2. A compressor (4; 6) according to claim 1, characterized in that said annular tooth (42; 142) and rotor (12) have a first radial clearance J1 between them, and said annular rib (32; 132) and inner shroud (30; 130) have a second radial clearance J2 between them, representing between 50% and 150% of the first radial clearance J1, and the first radial clearance J1 is equal to the second radial clearance J2.

3. A compressor (4; 6) as claimed in any one of claims 1 to 2, characterized in that the Vickers hardness of the annular rib (32; 132) is higher than the Vickers hardness of the annular tooth (42; 142).

4. A compressor (4; 6) as in any one of the claims 1 to 2, characterized in that the annular tooth (42; 142) is axially thicker than the annular rib (32; 132) and in that the radial height of the annular tooth (42; 142) is equal to the radial height of the annular rib (32; 132).

5. A compressor (4; 6) as claimed in any one of claims 1 to 2, characterized in that the annular teeth (42; 142) and the annular ribs (32; 132) radially overlap over a large part of their radial height.

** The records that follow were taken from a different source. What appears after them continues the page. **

//! End-to-end scenarios exercising every container through the public
//! surface, from single-thread ordering checks to producer/consumer sweeps.

use std::collections::HashSet;
use std::thread::scope;
use std::time::Duration;

use conc_containers::{
    drive_queue, drive_stack, ElimStack, FcQueue, FcStack, MsQueue, SglQueue, SglStack,
    StampedStack, TreiberStack,
};

#[test]
fn treiber_stack_pops_in_reverse() {
    let stack = TreiberStack::new();
    stack.push(1);
    stack.push(2);
    stack.push(3);

    assert_eq!(stack.pop(), Some(3));
    assert_eq!(stack.pop(), Some(2));
    assert_eq!(stack.pop(), Some(1));
    assert_eq!(stack.pop(), None);
}

#[test]
fn ms_queue_dequeues_in_order() {
    let queue = MsQueue::new();
    queue.enqueue(1);
    queue.enqueue(2);
    queue.enqueue(3);

    assert_eq!(queue.dequeue(), Some(1));
    assert_eq!(queue.dequeue(), Some(2));
    assert_eq!(queue.dequeue(), Some(3));
    assert_eq!(queue.dequeue(), None);
}

#[test]
fn sgl_queue_five_producers_five_consumers() {
    let queue = SglQueue::new();
    let values: Vec<i64> = (1..=5).collect();
    let outcome = drive_queue(&queue, &values, 10);

    assert_eq!(outcome.consumed_sum, 15);
    assert!(outcome.balanced());
}

#[test]
fn ms_queue_hundred_producers_hundred_consumers() {
    let queue = MsQueue::new();
    let values: Vec<i64> = (1..=100).collect();
    let outcome = drive_queue(&queue, &values, 200);

    assert_eq!(outcome.consumed_sum, 5050);
    assert!(outcome.balanced());
    assert!(queue.is_empty());
}

/// Threads alternate push and pop on an elimination stack; every pop must
/// return a previously pushed value, and at quiescence pops cannot outnumber
/// pushes.
#[test]
fn elimination_stack_mixed_workload() {
    const THREADS: i64 = 16;
    const PER_THREAD: i64 = 1_000;

    let stack: ElimStack<TreiberStack> = ElimStack::with_delay(5, Duration::from_micros(50));

    let (tx, rx) = crossbeam_channel::unbounded();
    scope(|s| {
        for t in 0..THREADS {
            let stack = &stack;
            let tx = tx.clone();
            s.spawn(move || {
                let mut pushed = Vec::new();
                let mut popped = Vec::new();
                for i in 0..PER_THREAD {
                    if t % 2 == 0 {
                        let value = t * PER_THREAD + i;
                        stack.push(value);
                        pushed.push(value);
                    } else if let Some(value) = stack.pop() {
                        popped.push(value);
                    }
                }
                let _ = tx.send((pushed, popped));
            });
        }
    });
    drop(tx);

    let mut pushed = HashSet::new();
    let mut popped = Vec::new();
    for (p, c) in rx {
        pushed.extend(p);
        popped.extend(c);
    }

    assert!(popped.len() <= pushed.len());
    for value in &popped {
        assert!(pushed.contains(value), "popped a value nobody pushed");
    }

    // Drain what is left; everything must be accounted for exactly once.
    while let Some(value) = stack.pop() {
        popped.push(value);
    }
    assert_eq!(popped.len(), pushed.len());
}

#[test]
fn flat_combining_queue_sum_matches_input() {
    let values: Vec<i64> = (1..=500).collect();
    let expected: i64 = values.iter().sum();

    let queue = FcQueue::new(8);
    let outcome = drive_queue(&queue, &values, 8);

    assert_eq!(outcome.consumed_sum, expected);
    assert!(outcome.balanced());
}

#[test]
fn flat_combining_stack_balances() {
    let values: Vec<i64> = (1..=500).collect();

    let stack = FcStack::new(8);
    let outcome = drive_stack(&stack, &values, 8);

    assert!(outcome.balanced());
}

#[test]
fn stamped_stack_under_recycling_pressure() {
    // Tight push/pop cycles drive allocator reuse of just-freed nodes, the
    // classic ABA trigger.
    let stack = StampedStack::new();

    scope(|s| {
        for _ in 0..8 {
            s.spawn(|| {
                for i in 0..20_000 {
                    stack.push(i);
                    assert!(stack.pop().is_some());
                }
            });
        }
    });

    assert!(stack.is_empty());
}

#[test]
fn elimination_over_sgl_stack_balances() {
    let stack: ElimStack<SglStack> = ElimStack::with_delay(5, Duration::from_micros(50));
    let values: Vec<i64> = (1..=200).collect();
    let outcome = drive_stack(&stack, &values, 8);

    assert!(outcome.balanced());
}

#[test]
fn random_ops_match_reference_stack() {
    use rand::{thread_rng, Rng};

    let mut rng = thread_rng();
    let stack = TreiberStack::new();
    let stamped = StampedStack::new();
    let mut reference: Vec<i64> = Vec::new();

    for _ in 0..10_000 {
        if rng.gen::<bool>() {
            let value = rng.gen_range(0..1_000);
            stack.push(value);
            stamped.push(value);
            reference.push(value);
        } else {
            let expected = reference.pop();
            assert_eq!(stack.pop(), expected);
            assert_eq!(stamped.pop(), expected);
        }
    }
}

#[test]
fn random_ops_match_reference_queue() {
    use rand::{thread_rng, Rng};
    use std::collections::VecDeque;

    let mut rng = thread_rng();
    let queue = MsQueue::new();
    let mut reference: VecDeque<i64> = VecDeque::new();

    for _ in 0..10_000 {
        if rng.gen::<bool>() {
            let value = rng.gen_range(0..1_000);
            queue.enqueue(value);
            reference.push_back(value);
        } else {
            assert_eq!(queue.dequeue(), reference.pop_front());
        }
    }
}

#[test]
fn every_stack_agrees_on_a_sequential_history() {
    let values: Vec<i64> = (0..50).collect();

    let treiber = TreiberStack::new();
    let stamped = StampedStack::new();
    let sgl = SglStack::new();

    for &v in &values {
        treiber.push(v);
        stamped.push(v);
        sgl.push(v);
    }
    for &v in values.iter().rev() {
        assert_eq!(treiber.pop(), Some(v));
        assert_eq!(stamped.pop(), Some(v));
        assert_eq!(sgl.pop(), Some(v));
    }
}
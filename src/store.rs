//! Exercise store
//!
//! One JSON document maps each day to its ordered exercise list. The whole
//! document is rewritten on every mutation, under a single process-wide
//! write lock.

mod schema;

pub use schema::*;

use std::fs;
use std::io;
use std::path::{Path, PathBuf};
use std::sync::atomic::{AtomicU64, Ordering};
use std::sync::{Arc, PoisonError, RwLock, RwLockReadGuard, RwLockWriteGuard};
use thiserror::Error;

#[derive(Error, Debug)]
pub enum StoreError {
    #[error("Store I/O error: {0}")]
    Io(#[from] io::Error),
    #[error("Store serialization error: {0}")]
    Serialize(#[from] serde_json::Error),
    #[error("No exercise #{index} on {day}")]
    ExerciseNotFound { day: Day, index: usize },
}

pub type StoreResult<T> = Result<T, StoreError>;

/// Thread-safe handle to the exercise store
#[derive(Clone)]
pub struct ExerciseStore {
    inner: Arc<StoreInner>,
}

struct StoreInner {
    path: PathBuf,
    week: RwLock<WeekPlan>,
    /// Successful saves since load
    revision: AtomicU64,
}

impl ExerciseStore {
    /// Load the store from `path`.
    ///
    /// A missing or malformed document is replaced by seven empty days,
    /// which are written back immediately.
    pub fn load<P: AsRef<Path>>(path: P) -> Self {
        let path = path.as_ref().to_path_buf();
        let (week, needs_write) = match fs::read(&path) {
            Ok(bytes) => match serde_json::from_slice::<WeekPlan>(&bytes) {
                Ok(week) => (week, false),
                Err(e) => {
                    tracing::warn!(path = %path.display(), error = %e, "Malformed exercise store, resetting");
                    (WeekPlan::new(), true)
                }
            },
            Err(e) if e.kind() == io::ErrorKind::NotFound => {
                tracing::info!(path = %path.display(), "No exercise store yet, creating");
                (WeekPlan::new(), true)
            }
            Err(e) => {
                tracing::warn!(path = %path.display(), error = %e, "Unreadable exercise store, resetting");
                (WeekPlan::new(), true)
            }
        };

        let store = Self {
            inner: Arc::new(StoreInner {
                path,
                week: RwLock::new(week),
                revision: AtomicU64::new(0),
            }),
        };

        if needs_write {
            if let Err(e) = store.save() {
                tracing::error!(error = %e, "Failed to write default exercise store");
            }
        }

        store
    }

    /// Path of the backing document
    pub fn path(&self) -> &Path {
        &self.inner.path
    }

    /// Number of successful saves since load
    #[allow(dead_code)] // Used by tests
    pub fn revision(&self) -> u64 {
        self.inner.revision.load(Ordering::SeqCst)
    }

    /// Run `f` against the current contents under the shared read lock
    pub fn read<R>(&self, f: impl FnOnce(&WeekPlan) -> R) -> R {
        f(&*self.read_lock())
    }

    /// Copy of one day's exercises
    #[allow(dead_code)] // Used by tests
    pub fn day(&self, day: Day) -> Vec<ExerciseRecord> {
        self.read(|week| week.day(day).to_vec())
    }

    /// Copy of the whole week
    #[allow(dead_code)] // Used by tests
    pub fn week(&self) -> WeekPlan {
        self.read(Clone::clone)
    }

    /// Rewrite the whole document
    pub fn save(&self) -> StoreResult<()> {
        let week = self.write_lock();
        self.persist(&week)
    }

    /// Append an exercise to `day` and persist.
    ///
    /// On a failed save the append is undone, so memory never runs ahead of
    /// disk.
    pub fn append(&self, day: Day, record: ExerciseRecord) -> StoreResult<()> {
        let mut week = self.write_lock();
        week.day_mut(day).push(record);

        if let Err(e) = self.persist(&week) {
            week.day_mut(day).pop();
            return Err(e);
        }

        tracing::info!(day = %day, count = week.day(day).len(), "Exercise appended");
        Ok(())
    }

    /// Log one set against the exercise at `index` on `day` and persist.
    /// Rolled back on a failed save, like [`ExerciseStore::append`].
    pub fn record_set(&self, day: Day, index: usize, reps: u32, weight: f64) -> StoreResult<()> {
        let mut week = self.write_lock();
        let record = week
            .day_mut(day)
            .get_mut(index)
            .ok_or(StoreError::ExerciseNotFound { day, index })?;
        record.log_set(reps, weight);

        if let Err(e) = self.persist(&week) {
            if let Some(record) = week.day_mut(day).get_mut(index) {
                record.sets_history.pop();
                record.weight_history.pop();
            }
            return Err(e);
        }

        Ok(())
    }

    /// Serialize and atomically replace the backing file. Caller holds the
    /// write lock.
    fn persist(&self, week: &WeekPlan) -> StoreResult<()> {
        let json = serde_json::to_vec_pretty(week)?;
        write_atomic(&self.inner.path, &json)?;
        self.inner.revision.fetch_add(1, Ordering::SeqCst);
        tracing::debug!(path = %self.inner.path.display(), bytes = json.len(), "Exercise store saved");
        Ok(())
    }

    fn read_lock(&self) -> RwLockReadGuard<'_, WeekPlan> {
        self.inner.week.read().unwrap_or_else(PoisonError::into_inner)
    }

    fn write_lock(&self) -> RwLockWriteGuard<'_, WeekPlan> {
        self.inner.week.write().unwrap_or_else(PoisonError::into_inner)
    }
}

/// Write to a sibling temp file, then rename over the target
fn write_atomic(path: &Path, bytes: &[u8]) -> io::Result<()> {
    let mut tmp = path.as_os_str().to_owned();
    tmp.push(".tmp");
    let tmp = PathBuf::from(tmp);

    fs::write(&tmp, bytes)?;
    fs::rename(&tmp, path)
}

6. A compressor (4; 6) as in any one of the claims from 1 to 2, characterized in that the wear resistant material of the annular tooth (142) is the same as the material cooperating with the annular rib (132); the material is formed as a single piece and/or as a one-piece assembly.

7. A compressor (4; 6) according to any one of claims 1 to 2, characterized in that the inner shroud (30) comprises an inner annular surface (44) from which the annular teeth (42) extend radially, the inner annular surface (44) comprising a circular groove (50) arranged axially at the level of the annular rib (32).

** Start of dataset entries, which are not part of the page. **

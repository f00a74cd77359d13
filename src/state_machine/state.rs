//! Per-chat session state

use crate::store::{Day, ExerciseKind, ExerciseRecord};
use std::collections::BTreeMap;
use std::fmt;

/// Opaque chat identity assigned by the transport
#[derive(Debug, Clone, Copy, PartialEq, Eq, Hash, PartialOrd, Ord)]
pub struct ChatId(pub i64);

impl fmt::Display for ChatId {
    fn fmt(&self, f: &mut fmt::Formatter<'_>) -> fmt::Result {
        write!(f, "{}", self.0)
    }
}

/// Where a chat currently is in the conversation
#[derive(Debug, Clone, Copy, PartialEq, Eq, Default)]
pub enum Mode {
    /// Main menu
    #[default]
    Main,

    /// Day picker shown, waiting for the training day
    SelectTrainingDay,

    /// Walking the snapshot
    Training {
        day: Day,
        /// Tag of this run; bumped on every training start
        run: u64,
        /// A rest timer is pending
        resting: bool,
    },

    AddSelectDay,
    AddWaitName,
    AddWaitKind,
    AddWaitMedia,

    Stats,
    Motivation,
}

impl Mode {
    pub fn name(&self) -> &'static str {
        match self {
            Mode::Main => "main",
            Mode::SelectTrainingDay => "select_training_day",
            Mode::Training { .. } => "training",
            Mode::AddSelectDay => "add_select_day",
            Mode::AddWaitName => "add_wait_name",
            Mode::AddWaitKind => "add_wait_kind",
            Mode::AddWaitMedia => "add_wait_media",
            Mode::Stats => "stats",
            Mode::Motivation => "motivation",
        }
    }

    #[allow(dead_code)] // Used by tests
    pub fn is_training(&self) -> bool {
        matches!(self, Mode::Training { .. })
    }
}

/// Transient fields of the add-exercise dialog and of test mode
#[derive(Debug, Clone, PartialEq, Default)]
pub struct Scratch {
    pub pending_day: Option<Day>,
    pub pending_name: Option<String>,
    pub pending_kind: Option<ExerciseKind>,
    /// Test-mode day lists; never written to the store
    pub ephemeral_days: BTreeMap<Day, Vec<ExerciseRecord>>,
}

impl Scratch {
    /// Drop the add-dialog fields, keeping test-mode day lists
    pub fn clear_pending(&mut self) {
        self.pending_day = None;
        self.pending_name = None;
        self.pending_kind = None;
    }
}

/// Everything the bot remembers about one chat
#[derive(Debug, Clone, PartialEq, Default)]
pub struct Session {
    pub mode: Mode,
    /// Copy of the day's exercises taken at training start
    pub snapshot: Vec<ExerciseRecord>,
    /// Index into `snapshot` of the exercise in progress
    pub cursor: usize,
    /// Test mode: mutations skip the store
    pub ephemeral: bool,
    pub scratch: Scratch,
    /// Training runs started so far
    pub runs: u64,
}
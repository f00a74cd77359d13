//! Core conversation state machine
//!
//! Pure transitions over a per-chat session. Effects returned by
//! `transition` are carried out by the chat runtime.

mod effect;
pub mod event;
pub mod input;
pub mod keyboard;
pub mod state;
pub(crate) mod transition;

#[cfg(test)]
mod proptests;

pub use effect::Effect;
pub use event::Event;
pub use keyboard::Keyboard;
pub use state::{ChatId, Mode, Session};
pub use transition::{transition, TransitionResult};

8. A compressor (4; 6) as claimed in claim 1, characterized by the inner shroud (30; 130) comprising an annular wall (38; 138) made of composite material and radially separating the stator blades (26) from the annular teeth (42; 142).

9. A compressor (4; 6) as in any one of the claims from 1 to 2, characterized in that the annular tooth (42; 142) is a first annular tooth and the inner shroud (30; 130) comprises at least two further annular teeth made of wear-resistant material and extending radially towards the rotor (12), the first and the at least two further annular teeth being axially distributed along the inner shroud.

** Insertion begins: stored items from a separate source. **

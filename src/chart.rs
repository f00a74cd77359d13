//! PNG progress chart
//!
//! One polyline per training day: x is the exercise position in the day,
//! y the last logged weight of that exercise. No text is drawn; days are
//! told apart by colour.

use crate::runtime::ChartRenderer;
use crate::store::Day;
use image::codecs::png::PngEncoder;
use image::{ExtendedColorType, ImageEncoder, Rgb, RgbImage};
use std::collections::BTreeMap;

const WIDTH: u32 = 600;
const HEIGHT: u32 = 300;
const MARGIN: u32 = 30;

const BACKGROUND: Rgb<u8> = Rgb([255, 255, 255]);
const AXIS: Rgb<u8> = Rgb([60, 60, 60]);
const GRID: Rgb<u8> = Rgb([225, 225, 225]);

/// Line colour per day, Monday first
const DAY_COLOURS: [Rgb<u8>; 7] = [
    Rgb([31, 119, 180]),
    Rgb([255, 127, 14]),
    Rgb([44, 160, 44]),
    Rgb([214, 39, 40]),
    Rgb([148, 103, 189]),
    Rgb([140, 86, 75]),
    Rgb([227, 119, 194]),
];

#[derive(Debug, Default, Clone, Copy)]
pub struct PngChartRenderer;

impl ChartRenderer for PngChartRenderer {
    fn render_progress(&self, series: &BTreeMap<Day, Vec<f64>>) -> Option<Vec<u8>> {
        let img = draw(series)?;
        match encode_png(&img) {
            Ok(png) => Some(png),
            Err(e) => {
                tracing::error!(error = %e, "PNG encoding failed");
                None
            }
        }
    }
}

fn draw(series: &BTreeMap<Day, Vec<f64>>) -> Option<RgbImage> {
    let longest = series.values().map(Vec::len).max().unwrap_or(0);
    if longest == 0 {
        return None;
    }
    let top = series
        .values()
        .flatten()
        .copied()
        .fold(0.0_f64, f64::max);
    let scale = Scale {
        points: longest,
        max_weight: if top > 0.0 { top * 1.1 } else { 1.0 },
    };

    let mut img = RgbImage::from_pixel(WIDTH, HEIGHT, BACKGROUND);

    // Horizontal grid at quarters of the range
    for step in 1..=4 {
        let y = scale.y(scale.max_weight * f64::from(step) / 4.0);
        line(&mut img, (i64::from(MARGIN), y), (i64::from(WIDTH - MARGIN), y), GRID);
    }
    let origin = (i64::from(MARGIN), i64::from(HEIGHT - MARGIN));
    line(&mut img, origin, (i64::from(WIDTH - MARGIN), origin.1), AXIS);
    line(&mut img, origin, (origin.0, i64::from(MARGIN)), AXIS);

    for (day, weights) in series {
        let colour = DAY_COLOURS[Day::ALL.iter().position(|d| d == day).unwrap_or(0)];
        let points: Vec<(i64, i64)> = weights
            .iter()
            .enumerate()
            .map(|(i, w)| (scale.x(i), scale.y(*w)))
            .collect();
        for pair in points.windows(2) {
            line(&mut img, pair[0], pair[1], colour);
        }
        for point in &points {
            marker(&mut img, *point, colour);
        }
    }

    Some(img)
}

/// Maps series positions and weights onto the plot area
struct Scale {
    points: usize,
    max_weight: f64,
}

impl Scale {
    #[allow(clippy::cast_possible_truncation, clippy::cast_precision_loss)]
    fn x(&self, index: usize) -> i64 {
        let width = f64::from(WIDTH - 2 * MARGIN);
        let offset = if self.points <= 1 {
            width / 2.0
        } else {
            width * index as f64 / (self.points - 1) as f64
        };
        i64::from(MARGIN) + offset.round() as i64
    }

    #[allow(clippy::cast_possible_truncation)]
    fn y(&self, weight: f64) -> i64 {
        let height = f64::from(HEIGHT - 2 * MARGIN);
        let ratio = (weight / self.max_weight).clamp(0.0, 1.0);
        i64::from(HEIGHT - MARGIN) - (height * ratio).round() as i64
    }
}

fn put(img: &mut RgbImage, x: i64, y: i64, colour: Rgb<u8>) {
    if let (Ok(x), Ok(y)) = (u32::try_from(x), u32::try_from(y)) {
        if x < img.width() && y < img.height() {
            img.put_pixel(x, y, colour);
        }
    }
}

/// Bresenham line, two pixels thick
fn line(img: &mut RgbImage, from: (i64, i64), to: (i64, i64), colour: Rgb<u8>) {
    let (mut x, mut y) = from;
    let dx = (to.0 - x).abs();
    let dy = -(to.1 - y).abs();
    let sx = if x < to.0 { 1 } else { -1 };
    let sy = if y < to.1 { 1 } else { -1 };
    let mut err = dx + dy;

    loop {
        put(img, x, y, colour);
        put(img, x, y + 1, colour);
        if x == to.0 && y == to.1 {
            break;
        }
        let e2 = 2 * err;
        if e2 >= dy {
            err += dy;
            x += sx;
        }
        if e2 <= dx {
            err += dx;
            y += sy;
        }
    }
}

fn marker(img: &mut RgbImage, (cx, cy): (i64, i64), colour: Rgb<u8>) {
    for x in cx - 3..=cx + 3 {
        for y in cy - 3..=cy + 3 {
            put(img, x, y, colour);
        }
    }
}

fn encode_png(img: &RgbImage) -> image::ImageResult<Vec<u8>> {
    let mut buf = Vec::new();
    PngEncoder::new(&mut buf).write_image(
        img.as_raw(),
        img.width(),
        img.height(),
        ExtendedColorType::Rgb8,
    )?;
    Ok(buf)
}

10. Turbomachine (2) comprising an axial compressor (4; 6), characterised in that the compressor (4; 6) is a compressor according to any one of claims 1 to 9 and in that the annular teeth (42; 142) comprise an organic material.

11. A method for manufacturing a turbomachine compressor (4; 6), the method comprising the steps of:

(a) supplying or creating (200) a torus stator blade (26);

(b) attaching (202) an inner shroud (30; 130) to the ring-shaped stator vane (26), the inner shroud (30; 130) comprising an abradable material;

(d) positioning (206) the abradable material of the inner shroud (30; 130) around an annular rib (32; 132) of a rotor (12) of the compressor (4; 6);

characterized in that, before the positioning (206) step (d), it comprises the steps of:

(c) -adding (204) at least one annular tooth (42; 142) made of wear-resistant material inside the inner shroud (30; 130); at the end of the positioning (206) step (d), the compressor (4; 6) is a compressor according to any one of claims 1 to 9.

12. The method according to claim 11, characterized in that the adding (204) step (c) comprises a stage (208) of moulding or bonding or plasma spraying a wear-resistant material into the inner shroud (30; 130).

13. Method according to any one of claims 11 and 12, characterized in that the adding (204) step (c) comprises a stage (201) of machining said wear-resistant material to cut annular teeth (42; 142) therein.

14. The method of claim 12, wherein the wear resistant material forms the annular teeth (42; 142) at the end of the molding or bonding stage.